> **Work instruction**
Select and copy out every line in the records containing "info".

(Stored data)
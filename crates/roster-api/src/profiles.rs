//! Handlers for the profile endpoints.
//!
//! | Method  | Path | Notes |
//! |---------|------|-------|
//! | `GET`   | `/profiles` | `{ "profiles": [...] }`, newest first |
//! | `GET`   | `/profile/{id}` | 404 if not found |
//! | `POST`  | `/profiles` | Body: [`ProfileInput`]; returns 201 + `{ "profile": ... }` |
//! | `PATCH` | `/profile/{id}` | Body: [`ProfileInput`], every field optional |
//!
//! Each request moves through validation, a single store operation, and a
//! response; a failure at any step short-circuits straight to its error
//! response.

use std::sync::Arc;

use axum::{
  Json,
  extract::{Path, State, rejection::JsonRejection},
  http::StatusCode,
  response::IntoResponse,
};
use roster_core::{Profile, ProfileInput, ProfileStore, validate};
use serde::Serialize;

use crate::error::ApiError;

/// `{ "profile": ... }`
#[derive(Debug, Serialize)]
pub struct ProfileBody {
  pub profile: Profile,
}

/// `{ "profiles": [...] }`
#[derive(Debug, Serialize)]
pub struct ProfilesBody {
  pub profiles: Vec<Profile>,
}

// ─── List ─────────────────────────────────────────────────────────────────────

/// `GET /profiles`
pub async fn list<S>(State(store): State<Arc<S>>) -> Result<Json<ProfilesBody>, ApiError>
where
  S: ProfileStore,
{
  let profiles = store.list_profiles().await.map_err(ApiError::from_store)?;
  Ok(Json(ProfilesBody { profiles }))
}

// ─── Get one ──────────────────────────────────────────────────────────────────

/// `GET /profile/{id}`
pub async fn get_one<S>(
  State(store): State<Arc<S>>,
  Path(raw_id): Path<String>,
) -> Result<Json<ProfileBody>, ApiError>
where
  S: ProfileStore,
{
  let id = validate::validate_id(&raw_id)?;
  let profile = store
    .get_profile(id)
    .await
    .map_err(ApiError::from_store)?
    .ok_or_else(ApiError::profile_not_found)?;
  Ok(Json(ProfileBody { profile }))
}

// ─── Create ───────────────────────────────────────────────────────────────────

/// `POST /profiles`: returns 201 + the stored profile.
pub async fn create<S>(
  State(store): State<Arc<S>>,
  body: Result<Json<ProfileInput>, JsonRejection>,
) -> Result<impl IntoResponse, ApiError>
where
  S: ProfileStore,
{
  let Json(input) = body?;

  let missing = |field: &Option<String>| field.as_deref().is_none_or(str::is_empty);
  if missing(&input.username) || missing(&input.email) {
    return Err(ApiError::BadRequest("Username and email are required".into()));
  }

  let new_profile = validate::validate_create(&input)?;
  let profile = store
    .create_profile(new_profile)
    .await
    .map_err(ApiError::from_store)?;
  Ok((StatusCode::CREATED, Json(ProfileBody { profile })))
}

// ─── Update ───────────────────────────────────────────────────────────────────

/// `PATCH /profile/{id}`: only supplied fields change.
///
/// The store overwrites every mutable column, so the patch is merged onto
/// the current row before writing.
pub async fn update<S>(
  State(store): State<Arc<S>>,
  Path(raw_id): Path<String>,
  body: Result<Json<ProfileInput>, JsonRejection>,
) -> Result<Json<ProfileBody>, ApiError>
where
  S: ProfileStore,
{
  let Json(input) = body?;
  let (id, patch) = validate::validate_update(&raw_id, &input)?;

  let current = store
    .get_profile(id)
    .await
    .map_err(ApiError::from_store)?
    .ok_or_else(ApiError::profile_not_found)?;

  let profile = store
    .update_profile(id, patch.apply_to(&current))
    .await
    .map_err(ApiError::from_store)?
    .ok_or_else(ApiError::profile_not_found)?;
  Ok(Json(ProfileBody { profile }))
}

---

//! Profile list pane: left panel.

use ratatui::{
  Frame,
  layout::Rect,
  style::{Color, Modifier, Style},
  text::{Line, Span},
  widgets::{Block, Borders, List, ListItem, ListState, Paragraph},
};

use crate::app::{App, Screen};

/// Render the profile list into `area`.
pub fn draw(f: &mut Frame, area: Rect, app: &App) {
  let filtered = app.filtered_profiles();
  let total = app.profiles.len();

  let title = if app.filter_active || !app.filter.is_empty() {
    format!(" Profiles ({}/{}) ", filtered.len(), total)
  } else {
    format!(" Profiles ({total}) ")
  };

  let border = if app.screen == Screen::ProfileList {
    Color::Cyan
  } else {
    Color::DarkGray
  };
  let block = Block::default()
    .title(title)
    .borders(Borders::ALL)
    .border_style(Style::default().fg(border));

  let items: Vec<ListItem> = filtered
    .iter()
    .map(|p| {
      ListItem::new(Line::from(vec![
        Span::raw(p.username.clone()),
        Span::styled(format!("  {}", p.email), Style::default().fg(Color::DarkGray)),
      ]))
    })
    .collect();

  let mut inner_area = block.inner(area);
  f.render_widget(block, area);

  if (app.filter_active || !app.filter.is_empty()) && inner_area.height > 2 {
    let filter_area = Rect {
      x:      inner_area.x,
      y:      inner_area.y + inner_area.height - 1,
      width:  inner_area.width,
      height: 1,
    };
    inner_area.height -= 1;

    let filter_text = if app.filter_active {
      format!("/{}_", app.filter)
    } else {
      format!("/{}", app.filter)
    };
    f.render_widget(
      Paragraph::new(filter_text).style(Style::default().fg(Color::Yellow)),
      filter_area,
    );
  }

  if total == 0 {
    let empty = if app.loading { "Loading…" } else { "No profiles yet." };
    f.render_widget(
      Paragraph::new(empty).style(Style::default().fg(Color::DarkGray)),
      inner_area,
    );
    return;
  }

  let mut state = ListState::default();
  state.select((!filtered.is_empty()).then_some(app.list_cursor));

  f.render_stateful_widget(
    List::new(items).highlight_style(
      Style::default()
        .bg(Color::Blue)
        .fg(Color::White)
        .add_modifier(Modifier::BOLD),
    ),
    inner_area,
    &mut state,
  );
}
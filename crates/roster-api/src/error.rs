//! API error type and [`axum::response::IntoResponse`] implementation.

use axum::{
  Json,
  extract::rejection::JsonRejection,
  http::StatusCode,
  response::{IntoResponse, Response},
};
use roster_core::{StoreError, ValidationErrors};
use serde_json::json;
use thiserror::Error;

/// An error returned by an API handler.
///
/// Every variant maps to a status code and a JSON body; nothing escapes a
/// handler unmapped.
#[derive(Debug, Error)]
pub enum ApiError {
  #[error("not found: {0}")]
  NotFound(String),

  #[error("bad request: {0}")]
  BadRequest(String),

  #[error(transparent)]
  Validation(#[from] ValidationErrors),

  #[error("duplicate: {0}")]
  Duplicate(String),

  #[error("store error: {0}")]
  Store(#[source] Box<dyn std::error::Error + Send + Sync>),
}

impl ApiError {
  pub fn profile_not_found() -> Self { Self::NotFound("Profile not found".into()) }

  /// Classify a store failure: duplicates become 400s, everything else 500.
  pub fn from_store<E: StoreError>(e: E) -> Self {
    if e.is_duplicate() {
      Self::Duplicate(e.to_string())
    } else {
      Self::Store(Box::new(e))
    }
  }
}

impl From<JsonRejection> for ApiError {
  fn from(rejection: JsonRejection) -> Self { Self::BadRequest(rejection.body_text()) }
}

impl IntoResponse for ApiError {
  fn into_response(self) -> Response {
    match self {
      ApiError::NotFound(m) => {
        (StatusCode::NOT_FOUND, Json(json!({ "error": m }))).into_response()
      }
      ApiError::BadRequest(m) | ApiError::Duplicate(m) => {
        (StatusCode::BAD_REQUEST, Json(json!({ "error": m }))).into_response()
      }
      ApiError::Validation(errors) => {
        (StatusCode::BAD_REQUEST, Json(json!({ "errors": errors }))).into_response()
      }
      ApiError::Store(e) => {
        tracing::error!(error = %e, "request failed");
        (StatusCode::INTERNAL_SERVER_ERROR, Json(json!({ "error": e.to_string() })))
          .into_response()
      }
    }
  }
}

* * *

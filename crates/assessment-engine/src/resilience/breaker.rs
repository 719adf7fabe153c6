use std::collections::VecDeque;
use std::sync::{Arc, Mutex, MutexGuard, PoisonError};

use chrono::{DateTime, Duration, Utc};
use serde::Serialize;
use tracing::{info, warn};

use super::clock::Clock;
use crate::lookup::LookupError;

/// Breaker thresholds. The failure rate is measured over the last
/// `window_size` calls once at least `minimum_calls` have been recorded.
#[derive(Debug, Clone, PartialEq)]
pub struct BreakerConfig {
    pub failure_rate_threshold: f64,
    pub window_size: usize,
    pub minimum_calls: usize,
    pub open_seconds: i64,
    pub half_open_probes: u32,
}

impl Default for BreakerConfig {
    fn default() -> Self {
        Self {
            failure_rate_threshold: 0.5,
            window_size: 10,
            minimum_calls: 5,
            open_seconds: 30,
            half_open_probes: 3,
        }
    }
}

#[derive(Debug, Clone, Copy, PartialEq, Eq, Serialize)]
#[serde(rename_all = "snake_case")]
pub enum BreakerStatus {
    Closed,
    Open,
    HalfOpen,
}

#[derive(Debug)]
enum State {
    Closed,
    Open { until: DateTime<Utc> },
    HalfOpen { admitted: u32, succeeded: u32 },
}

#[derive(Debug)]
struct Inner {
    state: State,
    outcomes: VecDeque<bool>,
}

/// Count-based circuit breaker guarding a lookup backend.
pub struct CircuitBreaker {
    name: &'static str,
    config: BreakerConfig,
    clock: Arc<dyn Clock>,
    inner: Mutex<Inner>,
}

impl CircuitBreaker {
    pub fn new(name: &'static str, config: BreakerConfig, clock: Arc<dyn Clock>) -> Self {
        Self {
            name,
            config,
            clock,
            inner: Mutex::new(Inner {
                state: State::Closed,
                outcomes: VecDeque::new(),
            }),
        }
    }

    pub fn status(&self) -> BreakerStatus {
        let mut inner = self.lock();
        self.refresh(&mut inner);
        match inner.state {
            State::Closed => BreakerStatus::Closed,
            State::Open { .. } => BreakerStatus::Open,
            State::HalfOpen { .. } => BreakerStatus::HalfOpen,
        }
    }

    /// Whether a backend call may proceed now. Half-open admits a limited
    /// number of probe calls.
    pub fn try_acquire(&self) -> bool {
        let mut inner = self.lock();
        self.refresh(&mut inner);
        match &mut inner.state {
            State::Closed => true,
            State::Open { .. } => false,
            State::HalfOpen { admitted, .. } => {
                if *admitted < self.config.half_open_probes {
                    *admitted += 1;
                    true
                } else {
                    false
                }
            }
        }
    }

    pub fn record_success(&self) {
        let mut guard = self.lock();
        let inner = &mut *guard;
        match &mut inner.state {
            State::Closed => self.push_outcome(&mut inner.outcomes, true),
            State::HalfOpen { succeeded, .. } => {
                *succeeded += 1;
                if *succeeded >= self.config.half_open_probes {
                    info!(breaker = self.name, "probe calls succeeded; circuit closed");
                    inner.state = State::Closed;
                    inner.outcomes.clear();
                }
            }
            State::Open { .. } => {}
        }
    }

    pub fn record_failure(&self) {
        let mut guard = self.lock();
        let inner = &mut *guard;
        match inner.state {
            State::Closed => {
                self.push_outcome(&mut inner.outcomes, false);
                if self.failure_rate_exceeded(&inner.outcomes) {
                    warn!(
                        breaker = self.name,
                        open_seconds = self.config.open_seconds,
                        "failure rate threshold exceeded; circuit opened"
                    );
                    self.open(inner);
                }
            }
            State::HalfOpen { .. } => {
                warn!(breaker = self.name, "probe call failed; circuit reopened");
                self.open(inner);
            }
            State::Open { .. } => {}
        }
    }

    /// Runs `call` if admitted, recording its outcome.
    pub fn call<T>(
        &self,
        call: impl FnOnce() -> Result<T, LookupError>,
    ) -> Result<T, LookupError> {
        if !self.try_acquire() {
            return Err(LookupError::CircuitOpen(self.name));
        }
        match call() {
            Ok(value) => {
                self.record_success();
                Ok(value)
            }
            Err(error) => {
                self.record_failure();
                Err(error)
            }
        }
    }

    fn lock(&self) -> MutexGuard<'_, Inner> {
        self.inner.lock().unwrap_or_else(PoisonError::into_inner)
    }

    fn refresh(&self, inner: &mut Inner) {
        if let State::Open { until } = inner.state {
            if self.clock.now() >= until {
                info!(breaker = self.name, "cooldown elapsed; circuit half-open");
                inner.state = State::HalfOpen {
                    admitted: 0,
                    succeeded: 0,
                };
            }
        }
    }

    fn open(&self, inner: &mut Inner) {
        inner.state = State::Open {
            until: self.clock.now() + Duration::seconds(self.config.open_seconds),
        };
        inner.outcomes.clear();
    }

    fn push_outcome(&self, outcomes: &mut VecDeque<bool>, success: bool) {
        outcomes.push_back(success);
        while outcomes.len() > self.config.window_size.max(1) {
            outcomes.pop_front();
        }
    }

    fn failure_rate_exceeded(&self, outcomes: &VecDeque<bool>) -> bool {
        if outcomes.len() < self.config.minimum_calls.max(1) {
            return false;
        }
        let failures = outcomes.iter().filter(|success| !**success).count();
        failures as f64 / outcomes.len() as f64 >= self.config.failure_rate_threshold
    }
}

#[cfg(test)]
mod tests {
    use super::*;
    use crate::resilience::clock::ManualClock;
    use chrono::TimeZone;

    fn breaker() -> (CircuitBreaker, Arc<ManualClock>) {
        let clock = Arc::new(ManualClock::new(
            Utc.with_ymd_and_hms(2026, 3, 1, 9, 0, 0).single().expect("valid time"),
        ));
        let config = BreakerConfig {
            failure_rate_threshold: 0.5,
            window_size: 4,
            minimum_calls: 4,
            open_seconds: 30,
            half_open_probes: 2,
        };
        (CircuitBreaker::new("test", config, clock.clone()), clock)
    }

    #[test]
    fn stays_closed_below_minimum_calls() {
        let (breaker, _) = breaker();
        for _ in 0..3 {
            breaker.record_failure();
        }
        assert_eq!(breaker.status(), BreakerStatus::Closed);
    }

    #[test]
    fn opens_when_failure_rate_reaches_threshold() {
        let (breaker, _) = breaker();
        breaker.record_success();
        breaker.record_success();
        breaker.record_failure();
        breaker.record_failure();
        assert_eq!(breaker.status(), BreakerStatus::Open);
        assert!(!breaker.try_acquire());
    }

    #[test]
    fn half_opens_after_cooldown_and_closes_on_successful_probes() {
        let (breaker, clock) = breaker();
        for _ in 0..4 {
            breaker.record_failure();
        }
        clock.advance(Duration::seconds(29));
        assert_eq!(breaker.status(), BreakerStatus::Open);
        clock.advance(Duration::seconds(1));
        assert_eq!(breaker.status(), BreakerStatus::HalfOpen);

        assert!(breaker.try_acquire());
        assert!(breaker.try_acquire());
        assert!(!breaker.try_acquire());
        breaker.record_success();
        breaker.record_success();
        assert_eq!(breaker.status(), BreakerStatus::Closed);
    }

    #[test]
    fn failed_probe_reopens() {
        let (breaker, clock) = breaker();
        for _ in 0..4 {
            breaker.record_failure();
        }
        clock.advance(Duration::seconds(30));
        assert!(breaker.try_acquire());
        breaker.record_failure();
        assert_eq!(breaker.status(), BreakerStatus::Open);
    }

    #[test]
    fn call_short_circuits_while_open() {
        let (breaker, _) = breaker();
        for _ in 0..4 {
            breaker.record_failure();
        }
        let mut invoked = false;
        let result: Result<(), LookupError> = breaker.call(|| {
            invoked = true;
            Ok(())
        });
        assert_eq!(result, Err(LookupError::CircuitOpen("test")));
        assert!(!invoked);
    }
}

> **Task result**
use tracing::{info, warn};
                    info!(breaker = self.name, "probe calls succeeded; circuit closed");
                info!(breaker = self.name, "cooldown elapsed; circuit half-open");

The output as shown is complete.